Pyongyang’s “remarkable development of nuclear and missile-related technology” poses a risk to regional and global security, he said, adding that Japan also believes “North Korea will be ready to conduct a nuclear test this month.”

In April, at a major military parade, North Korean leader Kim Jong Un pledged to build up its nuclear forces “as soon as possible” and warned of possible “pre-emptive strikes,” as South Korean President-elect Yoon Suk-yeol mentioned.

On Friday, Washington, through diplomatic spokeswoman Jalina Porter, warned that Pyongyang “may have prepared the Punggye-ri test site and be ready to conduct a test there as early as this month, which would be its seventh nuclear test.”

“This analysis is consistent with recent public statements by North Korea itself,” she added, assuring that the US government has shared it with its allies and will continue its “close coordination with them.”

US President Joe Biden will visit Japan and South Korea this month, where concerns about Pyongyang will be on the menu.

The recent rocket launch could be linked to that visit or to Tuesday’s inauguration of Mr Yoon, who promised an inflexible line north.

“Rather than accepting invitations to engage in dialogue, the Kim regime appears to be preparing to test a tactical nuclear warhead,” said Leif-Eric Easley, a professor at Ewha University in Seoul.

North Korea had conducted six nuclear tests before hiring a senior diplomat with the United States, with then-US President Donald Trump meeting Kim Jong-un four times.

“A seventh nuclear test would be the first since September 2017 and would fuel tensions on the Korean peninsula and increase the risk of miscalculations and misunderstandings between the Kim regime and the future Yoon government,” Easley said.

South Korea has more conventional weapons capability than its northern neighbor and Mr Yoon called for more US military assets to be deployed.

South Korea tested its own sea-to-surface ballistic missile in 2021, becoming one of the few countries to master the technology.
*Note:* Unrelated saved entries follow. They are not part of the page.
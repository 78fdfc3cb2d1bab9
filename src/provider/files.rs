//! Resume file upload to remote storage.
//!
//! The returned [`FileHandle`] is opaque to the engine; only its URI is ever
//! consumed, as the file reference in an extraction request.

use serde::Deserialize;
use tracing::info;

use crate::error::{Result, VitaeError};

use super::http::shared_client;

const UPLOAD_URL: &str = "https://generativelanguage.googleapis.com/upload/v1beta/files";

/// Reference handle for an uploaded file.
#[derive(Debug, Clone, Deserialize, PartialEq)]
pub struct FileHandle {
    pub name: String,
    pub uri: String,
}

#[derive(Deserialize)]
struct UploadResponse {
    file: FileHandle,
}

/// Upload a local resume file and return its remote reference.
pub async fn upload_resume(api_key: &str, path: &std::path::Path) -> Result<FileHandle> {
    upload_resume_at(UPLOAD_URL, api_key, path).await
}

/// Upload against an explicit endpoint (test servers).
pub async fn upload_resume_at(
    base_url: &str,
    api_key: &str,
    path: &std::path::Path,
) -> Result<FileHandle> {
    let bytes = tokio::fs::read(path).await?;
    let file_name = path
        .file_name()
        .map(|n| n.to_string_lossy().into_owned())
        .unwrap_or_else(|| "resume".to_string());

    let url = format!("{base_url}?key={api_key}");
    let part = reqwest::multipart::Part::bytes(bytes)
        .file_name(file_name)
        .mime_str("application/pdf")
        .map_err(VitaeError::Network)?;
    let form = reqwest::multipart::Form::new().part("file", part);

    let response = shared_client().post(&url).multipart(form).send().await?;
    let status = response.status();
    if !status.is_success() {
        let message = response.text().await.unwrap_or_default();
        return Err(VitaeError::api(status.as_u16(), message));
    }

    let parsed: UploadResponse = response.json().await?;
    info!(name = %parsed.file.name, uri = %parsed.file.uri, "uploaded resume file");
    Ok(parsed.file)
}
She also unveiled a supersonic cruise missile, highlighting an arms race in the peninsula.

On Wednesday, Pyongyang launched what Seoul and Tokyo described as a ballistic missile, but North Korean state media, which usually cover the weapons tests, did not report it.

Hong Min, a researcher at the Korea Institute for National Unification, thought on Saturday “that today’s launch is similar to Wednesday’s ballistic missile.”

“It looks like the North is conducting a series of tests to meet its strategic objectives,” he added.

Negotiations to convince Kim Jong-un to give up nuclear weapons failed.

For five years, South Korean President Moon Jae-in pursued a policy of dialogue with Pyongyang, but this “slavish” approach was a clear failure, according to his successor.

According to analysts, Kim Jong-un may want to use this series of tests to warn that he is not open to dialogue with the new government.